Monseñor Felipe Arizmendi Esquivel, obispo emérito de San Cristóbal de Las Casas, y responsable de la Doctrina de la Fe en la Conferencia del Episcopado Mexicano, ofrece su reflexión semanal, titulada “No apoltronarse”.
En ella habla sobre la necesidad de no acostrumbrarse a las comodidades, especialmente en la misión “¡No hay por qué pretender grandezas!”, describe, en la difusión de la Buena Nueva.
VER
El provincial de una congregación religiosa con presencia en Chiapas me compartió, con dolor y preocupación, que varios de sus frailes se resistían para ir a esos lugares distantes, pobres y marginados, porque ya se habían acostumbrado a la comodidad de la ciudad. Otros dos provinciales no tuvieron sacerdotes disponibles para ir a parroquias que atendían allá, y su misión se cerró. Cuando a veces he expresado en algunos presbiterios la necesidad de apoyar, con personal misionero, a diócesis pobres del país, he encontrado oídos sordos y corazones indiferentes, a pesar de que sus obispos les brindan el permiso y los apoyos necesarios. Hay disponibilidad para desgastarse en la pastoral en comunidades pobres y lejanas de su propio territorio, pero resistencia y temor a ir a lugares lejanos y desconocidos.

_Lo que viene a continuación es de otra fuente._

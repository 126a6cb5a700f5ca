//! USM credentials.
//!
//! A [`User`] carries the security name and optional keys handed to the
//! transport. The session never derives or applies keys itself; it only
//! decides when the transport gets them (see [`super::bootstrap`]).
//!
//! Keys are tagged with a [`KeyKind`] telling the transport how much
//! derivation is still needed, and expose a packed one-byte code:
//!
//! ```text
//! 7 6 5 4 3 2 1 0
//! K K A A A A A A    K = key kind, A = algorithm id
//! ```

use zeroize::{Zeroize, ZeroizeOnDrop};

use super::{AuthProtocol, PrivProtocol};

/// Mask of the algorithm bits in a key code.
pub const KEY_ALGORITHM_MASK: u8 = 0x3f;
/// Mask of the key kind bits in a key code.
pub const KEY_KIND_MASK: u8 = 0xc0;

/// How far the key material has been derived.
#[derive(Debug, Clone, Copy, PartialEq, Eq, Default)]
pub enum KeyKind {
    /// Passphrase; needs password-to-key and localization.
    #[default]
    Password,
    /// Master key; needs localization against the engine id.
    Master,
    /// Key already localized for the target engine.
    Localized,
}

impl KeyKind {
    /// Key kind bits of the packed code.
    pub const fn bits(self) -> u8 {
        match self {
            Self::Password => 0x00,
            Self::Master => 0x40,
            Self::Localized => 0x80,
        }
    }

    /// Decode the key kind bits of a packed code.
    pub const fn from_code(code: u8) -> Option<Self> {
        match code & KEY_KIND_MASK {
            0x00 => Some(Self::Password),
            0x40 => Some(Self::Master),
            0x80 => Some(Self::Localized),
            _ => None,
        }
    }
}

#[derive(Clone, PartialEq, Eq, Zeroize, ZeroizeOnDrop)]
struct Secret(Vec<u8>);

impl std::fmt::Debug for Secret {
    fn fmt(&self, f: &mut std::fmt::Formatter<'_>) -> std::fmt::Result {
        write!(f, "Secret([REDACTED; {}])", self.0.len())
    }
}

// Derived keys have a fixed length per algorithm; passphrases do not.
fn material(kind: KeyKind, mut bytes: Vec<u8>, key_len: usize) -> Secret {
    if kind != KeyKind::Password {
        bytes.resize(key_len, 0);
    }
    Secret(bytes)
}

/// Authentication key.
#[derive(Debug, Clone, PartialEq, Eq)]
pub struct AuthKey {
    protocol: AuthProtocol,
    kind: KeyKind,
    secret: Secret,
}

impl AuthKey {
    /// Key from a passphrase.
    pub fn password(protocol: AuthProtocol, password: impl Into<Vec<u8>>) -> Self {
        Self::with_kind(protocol, KeyKind::Password, password)
    }

    /// Key from a master key, padded or truncated to the digest length.
    pub fn master(protocol: AuthProtocol, key: impl Into<Vec<u8>>) -> Self {
        Self::with_kind(protocol, KeyKind::Master, key)
    }

    /// Key already localized, padded or truncated to the digest length.
    pub fn localized(protocol: AuthProtocol, key: impl Into<Vec<u8>>) -> Self {
        Self::with_kind(protocol, KeyKind::Localized, key)
    }

    pub fn with_kind(protocol: AuthProtocol, kind: KeyKind, key: impl Into<Vec<u8>>) -> Self {
        Self {
            protocol,
            kind,
            secret: material(kind, key.into(), protocol.digest_len()),
        }
    }

    pub fn protocol(&self) -> AuthProtocol {
        self.protocol
    }

    pub fn kind(&self) -> KeyKind {
        self.kind
    }

    /// Raw key material.
    pub fn as_bytes(&self) -> &[u8] {
        &self.secret.0
    }

    /// Packed kind and algorithm code.
    pub fn code(&self) -> u8 {
        self.kind.bits() | self.protocol.code()
    }
}

/// Privacy key.
#[derive(Debug, Clone, PartialEq, Eq)]
pub struct PrivKey {
    protocol: PrivProtocol,
    kind: KeyKind,
    secret: Secret,
}

impl PrivKey {
    /// Key from a passphrase.
    pub fn password(protocol: PrivProtocol, password: impl Into<Vec<u8>>) -> Self {
        Self::with_kind(protocol, KeyKind::Password, password)
    }

    /// Key from a master key, padded or truncated to the cipher key length.
    pub fn master(protocol: PrivProtocol, key: impl Into<Vec<u8>>) -> Self {
        Self::with_kind(protocol, KeyKind::Master, key)
    }

    /// Key already localized, padded or truncated to the cipher key length.
    pub fn localized(protocol: PrivProtocol, key: impl Into<Vec<u8>>) -> Self {
        Self::with_kind(protocol, KeyKind::Localized, key)
    }

    pub fn with_kind(protocol: PrivProtocol, kind: KeyKind, key: impl Into<Vec<u8>>) -> Self {
        Self {
            protocol,
            kind,
            secret: material(kind, key.into(), protocol.key_len()),
        }
    }

    pub fn protocol(&self) -> PrivProtocol {
        self.protocol
    }

    pub fn kind(&self) -> KeyKind {
        self.kind
    }

    pub fn as_bytes(&self) -> &[u8] {
        &self.secret.0
    }

    pub fn code(&self) -> u8 {
        self.kind.bits() | self.protocol.code()
    }
}

/// SNMPv3 user.
///
/// Privacy without authentication cannot be expressed: the only constructor
/// taking a privacy key also takes an authentication key.
#[derive(Debug, Clone, PartialEq, Eq, Default)]
pub struct User {
    name: String,
    auth: Option<AuthKey>,
    privacy: Option<PrivKey>,
}

impl User {
    /// noAuthNoPriv user.
    pub fn new(name: impl Into<String>) -> Self {
        Self {
            name: name.into(),
            auth: None,
            privacy: None,
        }
    }

    /// authNoPriv user.
    pub fn with_auth(name: impl Into<String>, auth: AuthKey) -> Self {
        Self {
            name: name.into(),
            auth: Some(auth),
            privacy: None,
        }
    }

    /// authPriv user.
    pub fn with_auth_priv(name: impl Into<String>, auth: AuthKey, privacy: PrivKey) -> Self {
        Self {
            name: name.into(),
            auth: Some(auth),
            privacy: Some(privacy),
        }
    }

    /// Anonymous identity used for engine discovery.
    pub fn placeholder() -> Self {
        Self::default()
    }

    pub fn name(&self) -> &str {
        &self.name
    }

    pub fn auth_key(&self) -> Option<&AuthKey> {
        self.auth.as_ref()
    }

    pub fn priv_key(&self) -> Option<&PrivKey> {
        self.privacy.as_ref()
    }

    /// Whether requests from this user are authenticated (and need time sync).
    pub fn requires_auth(&self) -> bool {
        self.auth.is_some()
    }

    pub fn requires_privacy(&self) -> bool {
        self.privacy.is_some()
    }

    /// Packed auth code, 0 when unauthenticated.
    pub fn auth_code(&self) -> u8 {
        self.auth.as_ref().map_or(0, AuthKey::code)
    }

    /// Packed privacy code, 0 when unencrypted.
    pub fn priv_code(&self) -> u8 {
        self.privacy.as_ref().map_or(0, PrivKey::code)
    }
}

#[cfg(test)]
mod tests {
    use super::*;

    #[test]
    fn test_key_codes() {
        assert_eq!(AuthKey::password(AuthProtocol::Md5, "secret").code(), 0x01);
        assert_eq!(AuthKey::master(AuthProtocol::Sha1, vec![1; 20]).code(), 0x42);
        assert_eq!(
            AuthKey::localized(AuthProtocol::Sha256, vec![1; 32]).code(),
            0x84
        );
        assert_eq!(PrivKey::password(PrivProtocol::Des, "secret").code(), 0x01);
        assert_eq!(PrivKey::master(PrivProtocol::Aes128, vec![1; 16]).code(), 0x42);
        assert_eq!(
            PrivKey::localized(PrivProtocol::Des3, vec![1; 32]).code(),
            0x85
        );
    }

    #[test]
    fn test_code_masks() {
        let code = AuthKey::localized(AuthProtocol::Sha512, vec![0; 64]).code();
        assert_eq!(code & KEY_ALGORITHM_MASK, AuthProtocol::Sha512.code());
        assert_eq!(KeyKind::from_code(code), Some(KeyKind::Localized));
        assert_eq!(KeyKind::from_code(0xc1), None);
    }

    #[test]
    fn test_password_keeps_length() {
        let key = AuthKey::password(AuthProtocol::Md5, "a-rather-long-passphrase");
        assert_eq!(key.as_bytes(), b"a-rather-long-passphrase");
    }

    #[test]
    fn test_derived_keys_are_fitted() {
        let short = AuthKey::master(AuthProtocol::Md5, vec![0xaa; 4]);
        assert_eq!(short.as_bytes().len(), 16);
        assert_eq!(&short.as_bytes()[..4], &[0xaa; 4]);
        assert!(short.as_bytes()[4..].iter().all(|b| *b == 0));

        let long = AuthKey::localized(AuthProtocol::Sha1, vec![0xbb; 40]);
        assert_eq!(long.as_bytes(), &[0xbb; 20][..]);

        let des = PrivKey::localized(PrivProtocol::Des, vec![0xcc; 8]);
        assert_eq!(des.as_bytes().len(), 16);
    }

    #[test]
    fn test_user_levels() {
        let user = User::new("public-ro");
        assert!(!user.requires_auth());
        assert_eq!(user.auth_code(), 0);

        let user = User::with_auth_priv(
            "admin",
            AuthKey::password(AuthProtocol::Sha1, "authpass"),
            PrivKey::password(PrivProtocol::Aes128, "privpass"),
        );
        assert!(user.requires_auth());
        assert!(user.requires_privacy());
        assert_eq!(user.auth_code(), 0x02);
        assert_eq!(user.priv_code(), 0x02);
    }

    #[test]
    fn test_debug_redacts_key_material() {
        let key = AuthKey::password(AuthProtocol::Md5, "hunter2");
        let dbg = format!("{:?}", key);
        assert!(!dbg.contains("hunter2"));
        assert!(dbg.contains("REDACTED"));
    }

    #[test]
    fn test_placeholder_is_anonymous() {
        let user = User::placeholder();
        assert!(user.name().is_empty());
        assert!(!user.requires_auth());
    }
}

No por presumir, pero, siendo joven sacerdote, disfruté mi ministerio en comunidades campesinas e indígenas. Como vicario en Coatepec Harinas, atendiendo las regiones campesinas de Porfirio Díaz y Llano Grande, que con el tiempo fueron nuevas parroquias. Después Zacualpan, con una pobreza inolvidable, pues su población dependía del trabajo en una mina de plata, que estaba cerrada en esos años. Había que andar por barrancas y veredas, a caballo, en mula o a pie. Y luego, como párroco en San Andrés Cuexcontitlán, una comunidad indígena otomí muy marginada, donde a la pobreza se añadía mi desconocimiento de su cultura autóctona. Disfruté mucho esos años y los recuerdo con gratitud a Dios por esas oportunidades.

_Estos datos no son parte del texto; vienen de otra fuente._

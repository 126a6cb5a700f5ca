//! Stream collection utilities for testing walks.

use futures_core::Stream;
use std::future::poll_fn;
use std::pin::Pin;
use std::task::Context;

/// Collect items from a stream up to a limit, through the `Stream` trait only.
pub async fn collect_stream<S, T, E>(stream: &mut S, limit: usize) -> Vec<Result<T, E>>
where
    S: Stream<Item = Result<T, E>> + Unpin,
{
    let mut results = Vec::new();
    while results.len() < limit {
        let item = poll_fn(|cx: &mut Context<'_>| Pin::new(&mut *stream).poll_next(cx)).await;

        match item {
            Some(result) => results.push(result),
            None => break,
        }
    }
    results
}
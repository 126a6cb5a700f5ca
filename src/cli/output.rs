//! Output formatting for the CLI.
//!
//! One line per row: `oid<separator>value`. String-like values (OCTET
//! STRING, Opaque) are rendered as printable ASCII, as a hex dump, or both,
//! according to the `-O` flags.

use crate::{Oid, Value};

/// Separator between OID and value unless `-O` says otherwise.
pub const DEFAULT_SEPARATOR: &str = " = ";

/// Supported `-O` flags.
pub const OUTPUT_FLAGS: &[(char, &str)] = &[
    ('a', "print all strings in ascii format"),
    ('x', "print all strings in hex format"),
    ('q', "quick print for easier parsing"),
    ('Q', "quick print with equal-signs"),
    ('T', "print human-readable text along with hex strings"),
    ('v', "print values only (not OID = value)"),
];

const MIN_PRINTABLE: u8 = 0x20;
const MAX_PRINTABLE: u8 = 0x7f;

/// Rendering of string-like values.
#[derive(Debug, Clone, Copy, Default, PartialEq, Eq)]
pub enum StrFormat {
    /// Printable ASCII, other bytes as `.`.
    #[default]
    Ascii,
    /// Uppercase hex bytes separated by spaces.
    Hex,
    /// ASCII, a space, then hex.
    AsciiHex,
}

/// Line formatter built from `-O` flags.
#[derive(Debug, Clone, PartialEq, Eq)]
pub struct Formatter {
    show_key: bool,
    separator: &'static str,
    strings: StrFormat,
}

impl Default for Formatter {
    fn default() -> Self {
        Self {
            show_key: true,
            separator: DEFAULT_SEPARATOR,
            strings: StrFormat::default(),
        }
    }
}

impl Formatter {
    /// Reject unknown flags, naming each once in order of appearance.
    pub fn validate_flags(flags: &str) -> Result<(), String> {
        let mut invalid: Vec<char> = Vec::new();
        for ch in flags.chars() {
            if !OUTPUT_FLAGS.iter().any(|(flag, _)| *flag == ch) && !invalid.contains(&ch) {
                invalid.push(ch);
            }
        }
        match invalid.as_slice() {
            [] => Ok(()),
            [one] => Err(format!("Invalid format option: {}", one)),
            many => Err(format!(
                "Invalid format options: {}",
                many.iter()
                    .map(char::to_string)
                    .collect::<Vec<_>>()
                    .join(", ")
            )),
        }
    }

    /// Apply flags left to right; later flags override earlier ones.
    pub fn from_flags(flags: &str) -> Self {
        let mut formatter = Self::default();
        for ch in flags.chars() {
            match ch {
                'a' => formatter.strings = StrFormat::Ascii,
                'x' => formatter.strings = StrFormat::Hex,
                'T' => formatter.strings = StrFormat::AsciiHex,
                'q' => formatter.separator = " ",
                'Q' => formatter.separator = " = ",
                'v' => {
                    formatter.show_key = false;
                    formatter.separator = "";
                }
                _ => {}
            }
        }
        formatter
    }

    pub fn format_value(&self, value: &Value) -> String {
        match value {
            Value::Null => "null".to_string(),
            Value::Integer(v) => v.to_string(),
            Value::Counter32(v) | Value::Gauge32(v) | Value::TimeTicks(v) => v.to_string(),
            Value::Counter64(v) => v.to_string(),
            Value::ObjectIdentifier(oid) => oid.to_string(),
            Value::IpAddress([a, b, c, d]) => format!("{}.{}.{}.{}", a, b, c, d),
            Value::OctetString(bytes) | Value::Opaque(bytes) => self.format_bytes(bytes),
            other => other.to_string(),
        }
    }

    pub fn format(&self, oid: &Oid, value: &Value) -> String {
        let value = self.format_value(value);
        if self.show_key {
            format!("{}{}{}", oid, self.separator, value)
        } else {
            format!("{}{}", self.separator, value)
        }
    }

    fn format_bytes(&self, bytes: &[u8]) -> String {
        match self.strings {
            StrFormat::Ascii => ascii_string(bytes),
            StrFormat::Hex => hex_string(bytes),
            StrFormat::AsciiHex => format!("{} {}", ascii_string(bytes), hex_string(bytes)),
        }
    }
}

fn ascii_string(bytes: &[u8]) -> String {
    bytes
        .iter()
        .map(|&b| {
            if (MIN_PRINTABLE..MAX_PRINTABLE).contains(&b) {
                b as char
            } else {
                '.'
            }
        })
        .collect()
}

fn hex_string(bytes: &[u8]) -> String {
    bytes
        .iter()
        .map(|b| format!("{:02X}", b))
        .collect::<Vec<_>>()
        .join(" ")
}

#[cfg(test)]
mod tests {
    use super::*;
    use crate::oid;

    fn sys_descr() -> Oid {
        oid!(1, 3, 6, 1, 2, 1, 1, 1, 0)
    }

    #[test]
    fn test_default_line() {
        let f = Formatter::default();
        assert_eq!(
            f.format(&sys_descr(), &Value::from("Linux")),
            "1.3.6.1.2.1.1.1.0 = Linux"
        );
        assert_eq!(f.format_value(&Value::Null), "null");
        assert_eq!(f.format_value(&Value::Counter64(1 << 40)), "1099511627776");
        assert_eq!(f.format_value(&Value::IpAddress([10, 0, 0, 1])), "10.0.0.1");
        assert_eq!(
            f.format_value(&Value::ObjectIdentifier(oid!(1, 3, 6, 1, 4, 1, 9))),
            "1.3.6.1.4.1.9"
        );
    }

    #[test]
    fn test_string_formats() {
        let value = Value::from(&b"ab\x00\x7f"[..]);
        assert_eq!(Formatter::from_flags("").format_value(&value), "ab..");
        assert_eq!(
            Formatter::from_flags("x").format_value(&value),
            "61 62 00 7F"
        );
        assert_eq!(
            Formatter::from_flags("T").format_value(&value),
            "ab.. 61 62 00 7F"
        );
        assert_eq!(Formatter::from_flags("xa").format_value(&value), "ab..");
    }

    #[test]
    fn test_separators() {
        let value = Value::Integer(7);
        assert_eq!(
            Formatter::from_flags("q").format(&sys_descr(), &value),
            "1.3.6.1.2.1.1.1.0 7"
        );
        assert_eq!(
            Formatter::from_flags("qQ").format(&sys_descr(), &value),
            "1.3.6.1.2.1.1.1.0 = 7"
        );
        assert_eq!(Formatter::from_flags("v").format(&sys_descr(), &value), "7");
    }

    #[test]
    fn test_validate_flags() {
        assert!(Formatter::validate_flags("axqQTv").is_ok());
        assert_eq!(
            Formatter::validate_flags("qzz").unwrap_err(),
            "Invalid format option: z"
        );
        assert_eq!(
            Formatter::validate_flags("yqz").unwrap_err(),
            "Invalid format options: y, z"
        );
    }
}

Sirviendo luego durante veinte años en la formación de futuros sacerdotes, era común que fuéramos con seminaristas a comunidades pobres, campesinas e indígenas, o a colonias urbanas marginadas, en apoyo evangelizador a las parroquias. Insistía a mi obispo que me diera permiso de ir como misionero, alguna temporada, a países centro o sudamericanos, pero nunca me lo concedió. Solo me autorizó ir, durante un mes, a Riobamba, Ecuador, a conocer la experiencia pastoral de Mons. Proaño, tanto con los indígenas como en la formación sacerdotal. Me envió a una comunidad pobrísima de los Andes, a unos cuatro mil metros de altura, con un frío pavoroso y una realidad totalmente distinta a la mía. ¡Cuánto me sirvió!

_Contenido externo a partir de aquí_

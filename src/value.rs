//! SNMP value types.
//!
//! The `Value` enum represents all SNMP data types including exceptions.

use crate::oid::Oid;
use bytes::Bytes;

/// SNMP value.
#[derive(Debug, Clone, PartialEq)]
#[non_exhaustive]
pub enum Value {
    /// INTEGER (signed 32-bit)
    Integer(i32),
    /// OCTET STRING
    OctetString(Bytes),
    /// NULL
    Null,
    /// OBJECT IDENTIFIER
    ObjectIdentifier(Oid),
    /// IpAddress
    IpAddress([u8; 4]),
    /// Counter32
    Counter32(u32),
    /// Gauge32 / Unsigned32
    Gauge32(u32),
    /// TimeTicks (hundredths of a second)
    TimeTicks(u32),
    /// Opaque
    Opaque(Bytes),
    /// Counter64
    Counter64(u64),
    /// noSuchObject exception
    NoSuchObject,
    /// noSuchInstance exception
    NoSuchInstance,
    /// endOfMibView exception
    EndOfMibView,
}

impl Value {
    /// Get the value as i32, if it is an INTEGER.
    pub fn as_i32(&self) -> Option<i32> {
        match self {
            Value::Integer(v) => Some(*v),
            _ => None,
        }
    }

    /// Get the value as u32 for the unsigned 32-bit types.
    pub fn as_u32(&self) -> Option<u32> {
        match self {
            Value::Counter32(v) | Value::Gauge32(v) | Value::TimeTicks(v) => Some(*v),
            Value::Integer(v) if *v >= 0 => Some(*v as u32),
            _ => None,
        }
    }

    /// Get the value as u64, widening the 32-bit unsigned types.
    pub fn as_u64(&self) -> Option<u64> {
        match self {
            Value::Counter64(v) => Some(*v),
            Value::Counter32(v) | Value::Gauge32(v) | Value::TimeTicks(v) => Some(*v as u64),
            Value::Integer(v) if *v >= 0 => Some(*v as u64),
            _ => None,
        }
    }

    /// Get the raw bytes of an OCTET STRING or Opaque.
    pub fn as_bytes(&self) -> Option<&[u8]> {
        match self {
            Value::OctetString(v) | Value::Opaque(v) => Some(v),
            _ => None,
        }
    }

    /// Get an OCTET STRING as UTF-8 text.
    pub fn as_str(&self) -> Option<&str> {
        self.as_bytes().and_then(|b| std::str::from_utf8(b).ok())
    }

    pub fn as_oid(&self) -> Option<&Oid> {
        match self {
            Value::ObjectIdentifier(oid) => Some(oid),
            _ => None,
        }
    }

    pub fn as_ip(&self) -> Option<std::net::Ipv4Addr> {
        match self {
            Value::IpAddress(bytes) => Some(std::net::Ipv4Addr::from(*bytes)),
            _ => None,
        }
    }

    /// Check for the SNMPv2 exception values.
    ///
    /// Exceptions stand in for a varbind value when the agent has nothing to
    /// return for that name.
    pub fn is_exception(&self) -> bool {
        matches!(
            self,
            Value::NoSuchObject | Value::NoSuchInstance | Value::EndOfMibView
        )
    }
}

fn hex(data: &[u8]) -> String {
    data.iter().map(|b| format!("{:02x}", b)).collect()
}

impl std::fmt::Display for Value {
    fn fmt(&self, f: &mut std::fmt::Formatter<'_>) -> std::fmt::Result {
        match self {
            Value::Integer(v) => write!(f, "{}", v),
            Value::OctetString(data) => {
                if let Ok(s) = std::str::from_utf8(data) {
                    write!(f, "{}", s)
                } else {
                    write!(f, "0x{}", hex(data))
                }
            }
            Value::Null => write!(f, "NULL"),
            Value::ObjectIdentifier(oid) => write!(f, "{}", oid),
            Value::IpAddress(addr) => {
                write!(f, "{}.{}.{}.{}", addr[0], addr[1], addr[2], addr[3])
            }
            Value::Counter32(v) => write!(f, "{}", v),
            Value::Gauge32(v) => write!(f, "{}", v),
            Value::TimeTicks(v) => {
                let secs = v / 100;
                let days = secs / 86400;
                let hours = (secs % 86400) / 3600;
                let mins = (secs % 3600) / 60;
                let s = secs % 60;
                write!(f, "{}d {}h {}m {}s", days, hours, mins, s)
            }
            Value::Opaque(data) => write!(f, "Opaque(0x{})", hex(data)),
            Value::Counter64(v) => write!(f, "{}", v),
            Value::NoSuchObject => write!(f, "noSuchObject"),
            Value::NoSuchInstance => write!(f, "noSuchInstance"),
            Value::EndOfMibView => write!(f, "endOfMibView"),
        }
    }
}

impl From<i32> for Value {
    fn from(v: i32) -> Self {
        Value::Integer(v)
    }
}

impl From<&str> for Value {
    fn from(s: &str) -> Self {
        Value::OctetString(Bytes::copy_from_slice(s.as_bytes()))
    }
}

impl From<String> for Value {
    fn from(s: String) -> Self {
        Value::OctetString(Bytes::from(s))
    }
}

impl From<&[u8]> for Value {
    fn from(data: &[u8]) -> Self {
        Value::OctetString(Bytes::copy_from_slice(data))
    }
}

impl From<Bytes> for Value {
    fn from(data: Bytes) -> Self {
        Value::OctetString(data)
    }
}

impl From<Oid> for Value {
    fn from(oid: Oid) -> Self {
        Value::ObjectIdentifier(oid)
    }
}

impl From<std::net::Ipv4Addr> for Value {
    fn from(addr: std::net::Ipv4Addr) -> Self {
        Value::IpAddress(addr.octets())
    }
}

impl From<u64> for Value {
    fn from(v: u64) -> Self {
        Value::Counter64(v)
    }
}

Y cuando fui enviado como obispo a Chiapas, la pobreza de esa región no fue el mayor problema. Nunca olvido que procedo de una familia sencilla y campesina. En mi pueblo, durante mi infancia, no había luz eléctrica, agua en las casas, escuela primaria completa, sino lodo y barro, una carretera de terracería que, en tiempo de lluvia, era imposible transitar, y muchas otras limitaciones. ¡No hay por qué pretender grandezas!
PENSAR
Jesús nos dijo: “Vayan, pues, y hagan discípulos a todos los pueblos: bautícenlos en el nombre del Padre y del Hijo y del Espíritu Santo, y enséñenles a cumplir todo lo que yo les he mandado. Sepan que yo estoy con ustedes todos los días hasta el fin de los tiempos” (Mt 28,19-20). “Vayan por todo el mundo y proclamen la Buena Noticia a toda criatura” (Mc 16,15).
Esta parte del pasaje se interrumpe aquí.